Well done video Mick.
Good to see your journey from where it began to where it is now. The painterly influence never goes away, it is always in the background fueling images in one way or another and it seems to push you to look further in the image making process, even though it may be doing it indirectly, such as the infrared of the black and white imagery you use, it is in itself abstraction, and just enough without drawing away from the subject matter.
Your critical references are very appropriate, I enjoyed the quote by Robert Frank. “…and it is important to see what is invisible to others.” I think this is what your work is all about: making visible to society the history of Cambodia which is slowly being buried and taken out of sight. You are making the invisible, visible. The unknown, known.
Your technical standards are very high, as it is in all your work. I would like to blame it on the Leicas, however, I know you have a solid understanding of the medium and even the best equipment in the wrong hands would show nothing. Images are crisp, well exposed, beautiful color, well composed, combined and punctuated with haunting black and white.
‘I missed my mother’ had an interesting aesthetic. The journey begins at the ‘entrance to the woods’ and ends in the mist, then hands, which I presume is those of his mother. The series you show reveals a mystical journey from earth to heaven, then seeing his mother again.
Your photojournalistic dream that you gave up because of ‘business life’ has materialized. And, with it, comes all your past experiences, your art, and creativity into a cohesive whole.
Pierre, thank you for a rather complete and perceptive set of comments. Your point about ‘making the invisible, visible’ is certainly what I am trying to do!
I have erred rather too much on discussing the project and my own artistic journey, though I think that needed to come out. I am aware that a written review should probably have more ‘critical context’, though I do appreciate you find my references in the video appropriate.
There’s still a way to go, especially in making the project happen in Cambodia, in its various forms, but it feels like progress.
As always Mick, there is wonderful consideration to your work that is matched so well by the clear eloquence of your presentation. I agree to totally with your notion to provide a complete history not only of Cambodia’s recent past, but also detailing your own journey – this sets the scene perfectly and they combine to give a strong conceptualisation of your goals. I am somewhat saddened that your artwork has come to an end, but clearly the photography has more than compensated for this!

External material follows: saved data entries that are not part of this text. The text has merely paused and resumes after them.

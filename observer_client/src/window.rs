//! The turn window: previous/current snapshot slots plus one
//! speculative prefetch of the turn ahead.
//!
//! Steady forward playback never blocks on the network: each call to
//! [`TurnWindow::advance_to`] that crosses a turn boundary adopts the
//! prefetched snapshot and rolls the old current into previous, both
//! pure slot moves. Only discontinuous seeks pay synchronous round
//! trips.
//!
//! The prefetch publishes through a `oneshot` channel, so the window can
//! never observe a snapshot that is not fully decoded, and a completion
//! arriving after a seek or teardown finds the channel closed and is
//! discarded. Fetch I/O runs outside any window state; the transport
//! mutex only serializes the wire exchanges.

use std::sync::Arc;

use observer_shared::{
    error::{FetchError, TransportError},
    net::Transport,
};
use tokio::sync::{oneshot, Mutex};
use tracing::{debug, warn};

use crate::snapshot::{self, Snapshot};

/// One window slot. Previous/current are never observable mid-load;
/// the loading state of the next turn lives in [`Prefetch`].
#[derive(Debug, Clone)]
enum Slot {
    Empty,
    Ready(Snapshot),
}

impl Slot {
    fn ready_at(&self, turn: u32) -> bool {
        matches!(self, Slot::Ready(snap) if snap.turn == turn)
    }

    fn snapshot(&self) -> Option<&Snapshot> {
        match self {
            Slot::Empty => None,
            Slot::Ready(snap) => Some(snap),
        }
    }
}

/// An in-flight fetch of the turn one step ahead.
#[derive(Debug)]
struct Prefetch {
    turn: u32,
    rx: oneshot::Receiver<Result<Snapshot, FetchError>>,
}

/// Fetch accounting, exposed for status displays and tests.
#[derive(Debug, Default, Clone, Copy)]
pub struct WindowStats {
    /// Blocking fetches performed inside `advance_to` (bootstrap/seek).
    pub sync_fetches: u64,
    /// Speculative fetches launched.
    pub prefetch_launches: u64,
    /// Prefetches that came back failed and were retried.
    pub prefetch_failures: u64,
}

/// Rolling window of at most three turn snapshots.
pub struct TurnWindow<T: Transport + 'static> {
    transport: Arc<Mutex<T>>,
    prev: Slot,
    cur: Slot,
    prefetch: Option<Prefetch>,
    last_error: Option<FetchError>,
    stats: WindowStats,
}

impl<T: Transport + 'static> TurnWindow<T> {
    pub fn new(transport: T) -> Self {
        Self {
            transport: Arc::new(Mutex::new(transport)),
            prev: Slot::Empty,
            cur: Slot::Empty,
            prefetch: None,
            last_error: None,
            stats: WindowStats::default(),
        }
    }

    /// Handle to the shared transport, e.g. for a logout on shutdown.
    pub fn transport(&self) -> Arc<Mutex<T>> {
        Arc::clone(&self.transport)
    }

    /// Ensures previous/current bracket the fractional `target` turn.
    ///
    /// Steady playback resolves from the prefetch and pure slot moves;
    /// seeks fetch synchronously and propagate failure. A failed
    /// *prefetch* degrades instead: the window stays at the last good
    /// turn, the error is recorded, and the fetch is relaunched for the
    /// next call to retry.
    pub async fn advance_to(&mut self, target: f64) -> Result<(), FetchError> {
        let target = target.max(0.0);
        let prev_turn = target.floor() as u32;
        let cur_turn = target.ceil() as u32;

        // Common per-frame path: nothing to do.
        if self.prev.ready_at(prev_turn) && self.cur.ready_at(cur_turn) {
            return Ok(());
        }

        // Crossing a turn boundary rolls the old current into previous
        // before anything overwrites it. Pure slot move, no I/O.
        if !self.prev.ready_at(prev_turn) && self.cur.ready_at(prev_turn) {
            self.prev = self.cur.clone();
        }

        if !self.cur.ready_at(cur_turn) {
            if let Some(pending) = self.take_prefetch_for(cur_turn) {
                match pending.rx.await {
                    Ok(Ok(snap)) => {
                        self.cur = Slot::Ready(snap);
                        self.last_error = None;
                    }
                    Ok(Err(err)) => return self.degrade(cur_turn, err),
                    Err(_) => {
                        let err = FetchError::Transport(TransportError::ConnectionClosed);
                        return self.degrade(cur_turn, err);
                    }
                }
            } else if self.prev.ready_at(cur_turn) {
                self.cur = self.prev.clone();
            } else {
                let snap = self.fetch_blocking(cur_turn).await?;
                self.cur = Slot::Ready(snap);
            }
        }

        if !self.prev.ready_at(prev_turn) {
            if self.cur.ready_at(prev_turn) {
                self.prev = self.cur.clone();
            } else {
                let snap = self.fetch_blocking(prev_turn).await?;
                self.prev = Slot::Ready(snap);
            }
        }

        self.ensure_prefetch(cur_turn + 1);

        debug_assert!(
            self.bracket_turns()
                .map(|(p, c)| p <= c)
                .unwrap_or(true),
            "window invariant violated: previous.turn > current.turn"
        );
        Ok(())
    }

    /// The snapshot at the floor of the last advanced turn.
    pub fn previous(&self) -> Option<&Snapshot> {
        self.prev.snapshot()
    }

    /// The snapshot at the ceiling of the last advanced turn.
    pub fn current(&self) -> Option<&Snapshot> {
        self.cur.snapshot()
    }

    /// Turn indices held by (previous, current), once both are ready.
    pub fn bracket_turns(&self) -> Option<(u32, u32)> {
        match (self.prev.snapshot(), self.cur.snapshot()) {
            (Some(p), Some(c)) => Some((p.turn, c.turn)),
            _ => None,
        }
    }

    /// The most recent prefetch failure still awaiting a successful retry.
    pub fn last_error(&self) -> Option<&FetchError> {
        self.last_error.as_ref()
    }

    pub fn stats(&self) -> WindowStats {
        self.stats
    }

    fn take_prefetch_for(&mut self, turn: u32) -> Option<Prefetch> {
        match &self.prefetch {
            Some(p) if p.turn == turn => self.prefetch.take(),
            _ => None,
        }
    }

    /// Steady playback survives a lost prefetch: freeze at the last good
    /// turn and queue the fetch again.
    fn degrade(&mut self, needed: u32, err: FetchError) -> Result<(), FetchError> {
        if matches!(self.cur, Slot::Empty) {
            return Err(err);
        }
        warn!(
            turn = needed,
            error = %err,
            "prefetch failed; playback frozen at last good turn"
        );
        self.stats.prefetch_failures += 1;
        self.last_error = Some(err);
        self.spawn_prefetch(needed);
        Ok(())
    }

    async fn fetch_blocking(&mut self, turn: u32) -> Result<Snapshot, FetchError> {
        self.stats.sync_fetches += 1;
        let mut conn = self.transport.lock().await;
        snapshot::fetch(&mut *conn, turn).await
    }

    fn ensure_prefetch(&mut self, turn: u32) {
        if let Some(p) = &self.prefetch {
            if p.turn == turn {
                return;
            }
            // A seek moved the window; the stale fetch completes into a
            // closed channel and is discarded.
            self.prefetch = None;
        }
        self.spawn_prefetch(turn);
    }

    fn spawn_prefetch(&mut self, turn: u32) {
        debug_assert!(self.prefetch.is_none(), "prefetch already in flight");

        let (tx, rx) = oneshot::channel();
        let transport = Arc::clone(&self.transport);
        tokio::spawn(async move {
            let result = {
                let mut conn = transport.lock().await;
                snapshot::fetch(&mut *conn, turn).await
            };
            if tx.send(result).is_err() {
                debug!(turn, "prefetch result discarded; window moved on");
            }
        });

        self.stats.prefetch_launches += 1;
        self.prefetch = Some(Prefetch { turn, rx });
    }
}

The sympathetic understanding demonstrated by your work (both past and present) has been beautifully underlined by your choice references that tie in so well with your intents. I was interested to hear you state that you wanted to be a photojournalist – it is that approach that comes through so very strongly in every aspect of your work. Your research project is going to be fascinating and it is pleasing to hear that you are documenting it on a host of different media, as I am certain that it will lend itself to a presentation far greater than books or photographic exhibitions.
I struggle to find anything at all negative to observe about your presentation and would battle to add constructive advice to such a rounded concept. In my humble view, you have hit the nail on the head Mick, I do very much look forward to seeing the fruits of your labours.
Dom, thank you, very kind, and you comments help me think I am on the right track.
The project is gradually coming together, although I have to admit it does seem to grow in complexity all of the time. I am especially conscious that whilst I am ‘the photographer’, and will therefore have (and must have) my own interpretation of events, the story is not mine. It belongs to my Cambodian friends and colleagues.
Very well and clearly narrated Mick. Regarding the pending Critical Review it may be good to concise the early years and focus in more on the lead up to this current portfolio. You have some very good references in terms of practitioners but it would be good to layer your discussion with more depth both in terms of the artists you refer to and the theorists.
Why, for example, does the red in Moss’s images become so pertinent in relation to his concept, what is the symbolism of the cutouts in Remissa’s work. Referring to the writings of John Berger’s Ways of Seeing, for example, could help contextualise your own work more comprehensibly and for example the use of image and text.
Very encouraging however to see how the work has progressed from the indexical and it would be really interesting to get a deeper explanation of how your research into both theory and artists has helped drive you.
Michelle, thank you, and good to read your comments.
I think you know why, on this occasion, I spent time on the backstory. I have previously fought shy of doing too much of that, preferring to focus instead on the stories of the people I am working with, rather than in some way make the project too much ‘about me’. But, as you well know, that rather long and complex backstory, if not understood, can lead to misinterpretation, as it did in Falmouth.
In any case, whilst it is my Cambodian friend’s and colleagues story, I am responsible for its interpretation.
I totally agree that the written review will need more ‘formal’ critique.
Thanks again, and for your help in getting me to push the envelope.
That is as comprehensive an overview as you have put together and minus the artist origins and influences sections is also a very good trailer introducing the project that you might be able to use later. Good work.